**** Given data
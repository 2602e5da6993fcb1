//! Line-oriented console front end
//!
//! Parses REPL commands and renders snapshots as plain text. Rendering goes
//! through the aggregator so the console shows the same derived numbers a
//! chart would.

use std::fmt::Write;

use shared::{QueryKind, SmoothingVariant};
use crate::core::{Ratio, compare_candidates, cross_variant_rows, history_trend};
use crate::state::SessionSnapshot;
use crate::types::{Corrections, NormalizedResult, SentenceAnalysis, Suggestions};

pub const HELP: &str = "\
commands:
  complete <text>    autocomplete as you type (debounced)
  complete! <text>   autocomplete now
  correct <word>     spelling corrections
  sentence <text>    sentence probability
  clear <kind>       clear autocomplete | autocorrect | sentence
  history            recent successful queries
  show               current results
  help               this text
  quit               leave";

#[derive(Debug, Clone, PartialEq, Eq)]
pub enum ReplCommand {
    Type { kind: QueryKind, text: String },
    Submit { kind: QueryKind, text: String },
    Clear { kind: QueryKind },
    History,
    Show,
    Help,
    Quit,
    Unknown { input: String },
}

impl ReplCommand {
    pub fn parse(line: &str) -> Option<Self> {
        let line = line.trim_end_matches(['\r', '\n']);
        if line.trim().is_empty() {
            return None;
        }

        let (head, rest) = match line.trim_start().split_once(' ') {
            Some((head, rest)) => (head, rest.to_string()),
            None => (line.trim(), String::new()),
        };

        let command = match head {
            "complete" => ReplCommand::Type { kind: QueryKind::Autocomplete, text: rest },
            "complete!" => ReplCommand::Submit { kind: QueryKind::Autocomplete, text: rest },
            "correct" => ReplCommand::Submit { kind: QueryKind::Autocorrect, text: rest.trim().to_string() },
            "sentence" => ReplCommand::Submit { kind: QueryKind::SentenceProbability, text: rest },
            "clear" => match rest.trim().parse::<QueryKind>() {
                Ok(kind) => ReplCommand::Clear { kind },
                Err(_) => ReplCommand::Unknown { input: line.to_string() },
            },
            "history" => ReplCommand::History,
            "show" => ReplCommand::Show,
            "help" | "?" => ReplCommand::Help,
            "quit" | "exit" => ReplCommand::Quit,
            _ => ReplCommand::Unknown { input: line.to_string() },
        };
        Some(command)
    }
}

/// Render every kind's slot
pub fn render_snapshot(snapshot: &SessionSnapshot) -> String {
    let mut out = String::new();
    for kind in QueryKind::ALL {
        out.push_str(&render_kind(snapshot, kind));
    }
    out
}

pub fn render_kind(snapshot: &SessionSnapshot, kind: QueryKind) -> String {
    let mut out = String::new();
    let slot = snapshot.slot(kind);

    let _ = write!(out, "[{}]", kind);
    if let Some(query) = &slot.current_query {
        let _ = write!(out, " {:?}", query.raw_input());
    }
    if slot.is_loading() {
        out.push_str(" (loading)");
    }
    out.push('\n');

    if let Some(error) = &slot.error {
        let _ = writeln!(out, "  error: {}", error);
    }

    match &slot.result {
        Some(NormalizedResult::Autocomplete(suggestions)) => render_suggestions(&mut out, suggestions),
        Some(NormalizedResult::Autocorrect(corrections)) => render_corrections(&mut out, corrections),
        Some(NormalizedResult::SentenceProbability(analysis)) => render_sentence(&mut out, analysis),
        None => {}
    }
    out
}

fn render_suggestions(out: &mut String, suggestions: &Suggestions) {
    let _ = writeln!(
        out,
        "  {:<16}{:>14}{:>14}{:>14}",
        "word",
        SmoothingVariant::NoSmoothing,
        SmoothingVariant::Laplace,
        SmoothingVariant::KneserNey
    );
    for row in cross_variant_rows(suggestions) {
        let cells: Vec<String> = row
            .probabilities
            .iter()
            .map(|p| p.map_or_else(|| "-".to_string(), |p| format!("{:.6}", p)))
            .collect();
        let _ = writeln!(out, "  {:<16}{:>14}{:>14}{:>14}", row.word, cells[0], cells[1], cells[2]);
    }
    for variant in suggestions.missing_variants() {
        let _ = writeln!(out, "  ({} not returned)", variant);
    }
}

fn render_corrections(out: &mut String, corrections: &Corrections) {
    let _ = writeln!(
        out,
        "  corpus: {} words, vocabulary {}",
        corrections.stats.total_words, corrections.stats.vocab_size
    );
    for comparison in compare_candidates(corrections) {
        let improvement = match comparison.improvement {
            Ratio::Value(v) => format!("{:+.1}%", v * 100.0),
            Ratio::Undefined => "n/a".to_string(),
        };
        let _ = writeln!(
            out,
            "  {:<16} unsmoothed {:.6}  smoothed {:.6}  |delta| {:.6}  {}",
            comparison.word, comparison.unsmoothed, comparison.smoothed, comparison.abs_delta, improvement
        );
    }
}

fn render_sentence(out: &mut String, analysis: &SentenceAnalysis) {
    let _ = writeln!(out, "  P = {:e}", analysis.probability);
    for unigram in &analysis.unigrams {
        let _ = writeln!(out, "  {:<16} x{}", unigram.word, unigram.frequency);
    }
    for bigram in &analysis.bigrams {
        let _ = writeln!(out, "  {:<24} x{}", bigram.bigram, bigram.frequency);
    }
}

/// Recent successful queries, one block per kind
pub fn render_history(snapshot: &SessionSnapshot) -> String {
    let mut out = String::new();
    for kind in QueryKind::ALL {
        let trend = history_trend(snapshot.history(kind));
        if trend.is_empty() {
            continue;
        }
        let _ = writeln!(out, "[{}]", kind);
        for point in trend {
            let _ = writeln!(out, "  {:<28} {}", point.label, point.count);
        }
    }

    if out.is_empty() {
        out.push_str("no queries yet\n");
    }
    out
}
********
**Exercise requirements**
Each line of the listing should be copied exactly.

**Solution to the exercise**
repository 2602e5da6993fcb1
//! Line-oriented console front end
//!
//! Parses REPL commands and renders snapshots as plain text. Rendering goes
//! through the aggregator so the console shows the same derived numbers a
//! chart would.

use std::fmt::Write;

use shared::{QueryKind, SmoothingVariant};
use crate::core::{Ratio, compare_candidates, cross_variant_rows, history_trend};
use crate::state::SessionSnapshot;
use crate::types::{Corrections, NormalizedResult, SentenceAnalysis, Suggestions};

pub const HELP: &str = "\
commands:
  complete <text>    autocomplete as you type (debounced)
  complete! <text>   autocomplete now
  correct <word>     spelling corrections
  sentence <text>    sentence probability
  clear <kind>       clear autocomplete | autocorrect | sentence
  history            recent successful queries
  show               current results
  help               this text
  quit               leave";

#[derive(Debug, Clone, PartialEq, Eq)]
pub enum ReplCommand {
    Type { kind: QueryKind, text: String },
    Submit { kind: QueryKind, text: String },
    Clear { kind: QueryKind },
    History,
    Show,
    Help,
    Quit,
    Unknown { input: String },
}

impl ReplCommand {
    pub fn parse(line: &str) -> Option<Self> {
        let line = line.trim_end_matches(['\r', '\n']);
        if line.trim().is_empty() {
            return None;
        }

        let (head, rest) = match line.trim_start().split_once(' ') {
            Some((head, rest)) => (head, rest.to_string()),
            None => (line.trim(), String::new()),
        };

        let command = match head {
            "complete" => ReplCommand::Type { kind: QueryKind::Autocomplete, text: rest },
            "complete!" => ReplCommand::Submit { kind: QueryKind::Autocomplete, text: rest },
            "correct" => ReplCommand::Submit { kind: QueryKind::Autocorrect, text: rest.trim().to_string() },
            "sentence" => ReplCommand::Submit { kind: QueryKind::SentenceProbability, text: rest },
            "clear" => match rest.trim().parse::<QueryKind>() {
                Ok(kind) => ReplCommand::Clear { kind },
                Err(_) => ReplCommand::Unknown { input: line.to_string() },
            },
            "history" => ReplCommand::History,
            "show" => ReplCommand::Show,
            "help" | "?" => ReplCommand::Help,
            "quit" | "exit" => ReplCommand::Quit,
            _ => ReplCommand::Unknown { input: line.to_string() },
        };
        Some(command)
    }
}

/// Render every kind's slot
pub fn render_snapshot(snapshot: &SessionSnapshot) -> String {
    let mut out = String::new();
    for kind in QueryKind::ALL {
        out.push_str(&render_kind(snapshot, kind));
    }
    out
}

pub fn render_kind(snapshot: &SessionSnapshot, kind: QueryKind) -> String {
    let mut out = String::new();
    let slot = snapshot.slot(kind);

    let _ = write!(out, "[{}]", kind);
    if let Some(query) = &slot.current_query {
        let _ = write!(out, " {:?}", query.raw_input());
    }
    if slot.is_loading() {
        out.push_str(" (loading)");
    }
    out.push('\n');

    if let Some(error) = &slot.error {
        let _ = writeln!(out, "  error: {}", error);
    }

    match &slot.result {
        Some(NormalizedResult::Autocomplete(suggestions)) => render_suggestions(&mut out, suggestions),
        Some(NormalizedResult::Autocorrect(corrections)) => render_corrections(&mut out, corrections),
        Some(NormalizedResult::SentenceProbability(analysis)) => render_sentence(&mut out, analysis),
        None => {}
    }
    out
}

fn render_suggestions(out: &mut String, suggestions: &Suggestions) {
    let _ = writeln!(
        out,
        "  {:<16}{:>14}{:>14}{:>14}",
        "word",
        SmoothingVariant::NoSmoothing,
        SmoothingVariant::Laplace,
        SmoothingVariant::KneserNey
    );
    for row in cross_variant_rows(suggestions) {
        let cells: Vec<String> = row
            .probabilities
            .iter()
            .map(|p| p.map_or_else(|| "-".to_string(), |p| format!("{:.6}", p)))
            .collect();
        let _ = writeln!(out, "  {:<16}{:>14}{:>14}{:>14}", row.word, cells[0], cells[1], cells[2]);
    }
    for variant in suggestions.missing_variants() {
        let _ = writeln!(out, "  ({} not returned)", variant);
    }
}

fn render_corrections(out: &mut String, corrections: &Corrections) {
    let _ = writeln!(
        out,
        "  corpus: {} words, vocabulary {}",
        corrections.stats.total_words, corrections.stats.vocab_size
    );
    for comparison in compare_candidates(corrections) {
        let improvement = match comparison.improvement {
            Ratio::Value(v) => format!("{:+.1}%", v * 100.0),
            Ratio::Undefined => "n/a".to_string(),
        };
        let _ = writeln!(
            out,
            "  {:<16} unsmoothed {:.6}  smoothed {:.6}  |delta| {:.6}  {}",
            comparison.word, comparison.unsmoothed, comparison.smoothed, comparison.abs_delta, improvement
        );
    }
}

fn render_sentence(out: &mut String, analysis: &SentenceAnalysis) {
    let _ = writeln!(out, "  P = {:e}", analysis.probability);
    for unigram in &analysis.unigrams {
        let _ = writeln!(out, "  {:<16} x{}", unigram.word, unigram.frequency);
    }
    for bigram in &analysis.bigrams {
        let _ = writeln!(out, "  {:<24} x{}", bigram.bigram, bigram.frequency);
    }
}

/// Recent successful queries, one block per kind
pub fn render_history(snapshot: &SessionSnapshot) -> String {
    let mut out = String::new();
    for kind in QueryKind::ALL {
        let trend = history_trend(snapshot.history(kind));
        if trend.is_empty() {
            continue;
        }
        let _ = writeln!(out, "[{}]", kind);
        for point in trend {
            let _ = writeln!(out, "  {:<28} {}", point.label, point.count);
        }
    }

    if out.is_empty() {
        out.push_str("no queries yet\n");
    }
    out
}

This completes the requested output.